United States: First, it was the Tanorexics—women in their teens, 20s and 30s with such a fondness for tan skin that they risk their lives just to resemble old, leathery shoes. But now, as skin cancer rates are on the rise and cosmetic companies everywhere are advertising “anti-aging” products, another extremist group has joined in.
Meet the Sunphobics. Sunphobics are people who avoid sun exposure altogether for fear of getting skin cancer and wrinkles. Even in 100-degree Florida heat, they don’t step outside unless they are wearing pants, long-sleeved shirts, hats, sunglasses, scarves, and gloves. Yes, gloves.
“I have about 30 different pairs of gloves,” stated sunphobic Tanya Morrison. “I never leave home without a pair. Most people have never even seen my hands!”

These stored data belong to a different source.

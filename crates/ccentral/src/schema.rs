// Copyright 2025-Present Datadog, Inc. https://www.datadoghq.com/
// SPDX-License-Identifier: Apache-2.0

//! Declared configuration fields.
//!
//! The schema is what the administration UI renders: one entry per field with
//! a title, description, type, and string-encoded default. It never carries
//! the runtime value pulled from the store; that lives in [`crate::sync`].

use std::collections::BTreeMap;
use std::fmt;

use serde::Serialize;

/// Value type of a configuration field. Every value is stored as a string;
/// the type tells the UI how to edit it and the typed getters how to parse it.
#[derive(Debug, Clone, Copy, PartialEq, Eq, Hash, Serialize)]
#[serde(rename_all = "lowercase")]
pub enum FieldType {
    String,
    /// Hidden in the UI and never echoed in logs.
    Password,
    Integer,
    Float,
    /// JSON array of strings.
    List,
    /// `"1"` for true, `"0"` for false.
    Boolean,
}

impl FieldType {
    pub fn as_str(self) -> &'static str {
        match self {
            FieldType::String => "string",
            FieldType::Password => "password",
            FieldType::Integer => "integer",
            FieldType::Float => "float",
            FieldType::List => "list",
            FieldType::Boolean => "boolean",
        }
    }

    /// Whether values of this type must stay out of logs.
    pub fn is_sensitive(self) -> bool {
        matches!(self, FieldType::Password)
    }
}

impl fmt::Display for FieldType {
    fn fmt(&self, f: &mut fmt::Formatter<'_>) -> fmt::Result {
        f.write_str(self.as_str())
    }
}

/// A single declared field, serialized as `{key, title, description, type, default}`.
#[derive(Debug, Clone, PartialEq, Eq, Serialize)]
pub struct SchemaField {
    pub key: String,
    pub title: String,
    pub description: String,
    #[serde(rename = "type")]
    pub field_type: FieldType,
    #[serde(rename = "default")]
    pub default_value: String,
}

/// Strips a user-supplied key down to `[A-Za-z0-9_-]`, turning spaces into underscores.
///
/// Used for field keys, counter keys and groups, histogram keys, and info keys
/// so every name that ends up in a store path or JSON key is safe.
pub fn sanitize_key(key: &str) -> String {
    key.chars()
        .map(|ch| if ch == ' ' { '_' } else { ch })
        .filter(|ch| ch.is_ascii_alphanumeric() || *ch == '_' || *ch == '-')
        .collect()
}

/// Set of declared fields keyed by sanitized key.
#[derive(Debug, Default, Clone)]
pub struct SchemaRegistry {
    fields: BTreeMap<String, SchemaField>,
}

impl SchemaRegistry {
    pub fn new() -> Self {
        Self::default()
    }

    /// Inserts or replaces a field and returns its sanitized key.
    pub fn declare(
        &mut self,
        key: &str,
        title: &str,
        description: &str,
        default_value: &str,
        field_type: FieldType,
    ) -> String {
        let key = sanitize_key(key);
        self.fields.insert(
            key.clone(),
            SchemaField {
                key: key.clone(),
                title: title.to_string(),
                description: description.to_string(),
                field_type,
                default_value: default_value.to_string(),
            },
        );
        key
    }

    /// Looks up an already-sanitized key.
    pub fn get(&self, key: &str) -> Option<&SchemaField> {
        self.fields.get(key)
    }

    pub fn contains(&self, key: &str) -> bool {
        self.fields.contains_key(key)
    }

    pub fn len(&self) -> usize {
        self.fields.len()
    }

    pub fn is_empty(&self) -> bool {
        self.fields.is_empty()
    }

    pub fn iter(&self) -> impl Iterator<Item = &SchemaField> {
        self.fields.values()
    }

    /// Serializes the whole schema as the JSON document stored under `/schema`.
    pub fn to_json(&self) -> Result<String, serde_json::Error> {
        serde_json::to_string(&self.fields)
    }
}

Sunphobics also use other odd fashion accessories to protect themselves from the sun’s rays. “I carry a parasol,” stated Ashley Anderson. “And my friend wears a burkini just like Nigella Lawson’s.”
The Sunphobics are not all that different from the Tanorexics, explains Dr. Lee Andrews, a dermatologist with the American Dermatology Academy. “Both camps tend to be extremely vain. They are obsessed with their appearances. The only difference is that there are less instances of skin cancer among Sunphobics due to their fear of the sun.”

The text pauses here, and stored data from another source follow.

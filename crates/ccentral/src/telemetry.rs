// Copyright 2025-Present Datadog, Inc. https://www.datadoghq.com/
// SPDX-License-Identifier: Apache-2.0

//! Self-observation counters for the refresh engine.
//!
//! The engine never surfaces store failures to callers, so these counters are
//! the way to tell a healthy client from one that keeps failing quietly.

use std::fmt;
use std::sync::atomic::{AtomicU64, Ordering};

/// Engine counters (all values use relaxed atomics).
#[derive(Debug, Default)]
pub struct EngineCounters {
    schema_pushes: AtomicU64,
    config_pulls: AtomicU64,
    metrics_pushes: AtomicU64,
    store_errors: AtomicU64,
    listener_calls: AtomicU64,
    listener_panics: AtomicU64,
}

impl EngineCounters {
    pub(crate) fn on_schema_push(&self) {
        self.schema_pushes.fetch_add(1, Ordering::Relaxed);
    }

    pub(crate) fn on_config_pull(&self) {
        self.config_pulls.fetch_add(1, Ordering::Relaxed);
    }

    pub(crate) fn on_metrics_push(&self) {
        self.metrics_pushes.fetch_add(1, Ordering::Relaxed);
    }

    pub(crate) fn on_store_error(&self) {
        self.store_errors.fetch_add(1, Ordering::Relaxed);
    }

    pub(crate) fn on_listeners(&self, called: usize, panicked: usize) {
        self.listener_calls
            .fetch_add(called as u64, Ordering::Relaxed);
        self.listener_panics
            .fetch_add(panicked as u64, Ordering::Relaxed);
    }

    /// Captures a point-in-time snapshot of the counters.
    pub fn snapshot(&self) -> EngineSnapshot {
        EngineSnapshot {
            schema_pushes: self.schema_pushes.load(Ordering::Relaxed),
            config_pulls: self.config_pulls.load(Ordering::Relaxed),
            metrics_pushes: self.metrics_pushes.load(Ordering::Relaxed),
            store_errors: self.store_errors.load(Ordering::Relaxed),
            listener_calls: self.listener_calls.load(Ordering::Relaxed),
            listener_panics: self.listener_panics.load(Ordering::Relaxed),
        }
    }
}

/// Plain data representation of [`EngineCounters`].
#[derive(Debug, Clone, Copy, PartialEq, Eq, Default)]
pub struct EngineSnapshot {
    /// Schema pushes attempted, including late re-pushes.
    pub schema_pushes: u64,
    /// Config pulls attempted.
    pub config_pulls: u64,
    /// Client-data uploads attempted.
    pub metrics_pushes: u64,
    /// Store operations that failed or timed out.
    pub store_errors: u64,
    /// Listener invocations.
    pub listener_calls: u64,
    /// Listener invocations that panicked.
    pub listener_panics: u64,
}

impl fmt::Display for EngineSnapshot {
    fn fmt(&self, f: &mut fmt::Formatter<'_>) -> fmt::Result {
        write!(
            f,
            "schema_pushes={}, config_pulls={}, metrics_pushes={}, store_errors={}, listener_calls={}, listener_panics={}",
            self.schema_pushes,
            self.config_pulls,
            self.metrics_pushes,
            self.store_errors,
            self.listener_calls,
            self.listener_panics
        )
    }
}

It is precisely this behavior that has vampire slayers on alert.
“We fear that sunphobia is merely a new tactic being used by vampires to hide in plain sight,” stated Buffy Summers III, President of the American Vampire Slayers Association. “Claiming to be protecting one’s skin is the perfect cover. Vampires can then wander the streets and prey on unsuspecting people.”

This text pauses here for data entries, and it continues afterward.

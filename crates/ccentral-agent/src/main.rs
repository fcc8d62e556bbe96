// Copyright 2025-Present Datadog, Inc. https://www.datadoghq.com/
// SPDX-License-Identifier: Apache-2.0

#![cfg_attr(not(test), deny(clippy::panic))]
#![cfg_attr(not(test), deny(clippy::unwrap_used))]
#![cfg_attr(not(test), deny(clippy::expect_used))]
#![cfg_attr(not(test), deny(clippy::todo))]
#![cfg_attr(not(test), deny(clippy::unimplemented))]

use std::{env, sync::Arc};
use tokio::time::{interval, Duration, Instant};
use tracing::{debug, error, info};
use tracing_subscriber::EnvFilter;

use ccentral::{CCentral, ClientConfig, MemoryStore};

const HEARTBEAT_INTERVAL: u64 = 10;
const ENV_OFFLINE: &str = "CCENTRAL_OFFLINE";

#[tokio::main]
pub async fn main() {
    let config = ClientConfig::from_env_iter(env::vars());

    let env_filter = format!("h2=off,hyper=off,rustls=off,{}", config.log_level);

    #[allow(clippy::expect_used)]
    let subscriber = tracing_subscriber::fmt::Subscriber::builder()
        .with_env_filter(
            EnvFilter::try_new(env_filter).expect("could not parse log level in configuration"),
        )
        .with_level(true)
        .with_thread_names(false)
        .with_thread_ids(false)
        .with_line_number(false)
        .with_file(false)
        .with_target(true)
        .without_time()
        .finish();

    #[allow(clippy::expect_used)]
    tracing::subscriber::set_global_default(subscriber).expect("setting default subscriber failed");

    debug!("Logging subsystem enabled");

    if let Err(e) = config.validate() {
        error!("Error creating config on ccentral agent startup: {e}");
        return;
    }

    let offline = env::var(ENV_OFFLINE)
        .map(|val| val.to_lowercase() == "true")
        .unwrap_or(false);

    let client = if offline {
        info!("Offline mode, keeping state in memory");
        let store = MemoryStore::with_paths(config.paths());
        CCentral::new(config, Arc::new(store))
    } else {
        CCentral::connect_etcd(config)
    };
    let client = match client {
        Ok(client) => client,
        Err(e) => {
            error!("Unable to create ccentral client: {e}");
            return;
        }
    };
    info!(client_id = client.client_id(), "ccentral agent started");

    let heartbeat_key = client
        .add_int_field(
            "heartbeat_interval",
            "Heartbeat interval",
            "Seconds between agent heartbeats",
            HEARTBEAT_INTERVAL as i64,
        )
        .await;
    let log_key = client
        .add_bool_field(
            "log_telemetry",
            "Log telemetry",
            "Log engine counters on every heartbeat",
            false,
        )
        .await;
    for key in [&heartbeat_key, &log_key] {
        let registered = client.add_callback(key, |key: &str| {
            info!("Configuration '{key}' changed, applying on next heartbeat");
        });
        if let Err(e) = registered {
            error!("Unable to watch configuration '{key}': {e}");
        }
    }
    client
        .add_instance_info("agent", env!("CARGO_PKG_VERSION"))
        .await;

    let mut period = heartbeat_period(&client, &heartbeat_key).await;
    let mut heartbeat = interval(period);
    heartbeat.tick().await; // discard first tick, which is instantaneous

    loop {
        tokio::select! {
            _ = heartbeat.tick() => {}
            _ = tokio::signal::ctrl_c() => {
                info!("Shutting down ccentral agent");
                break;
            }
        }

        let started = Instant::now();
        client.increment_counter::<&str>("heartbeat", &[]).await;
        client.refresh().await;
        client.add_histogram("refresh", started.elapsed()).await;

        if client.get_config_bool(&log_key).await.unwrap_or(false) {
            info!("Engine telemetry: {}", client.telemetry());
        }

        let next = heartbeat_period(&client, &heartbeat_key).await;
        if next != period {
            debug!("Heartbeat interval changed to {next:?}");
            period = next;
            heartbeat = interval(period);
            heartbeat.tick().await;
        }
    }
}

async fn heartbeat_period(client: &CCentral, key: &str) -> Duration {
    let secs = client
        .get_config_int(key)
        .await
        .and_then(|secs| u64::try_from(secs).ok())
        .filter(|secs| *secs > 0)
        .unwrap_or(HEARTBEAT_INTERVAL);
    Duration::from_secs(secs)
}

Some Sunphobics are not happy with being suspected of vampirism.
“I resent the American Vampire Slayers Association for implying that I am a vampire,” said Kasha Draculson. “I am simply fair-skinned and cold-natured. I simply want to protect myself by avoiding the sun when I venture outside my Upper East Side lair.”
Despite the Sunphobics’ protestations, slayers are still skeptical. “We’ve extended our patrol to include daylight hours,” said Summers, “Just in case.”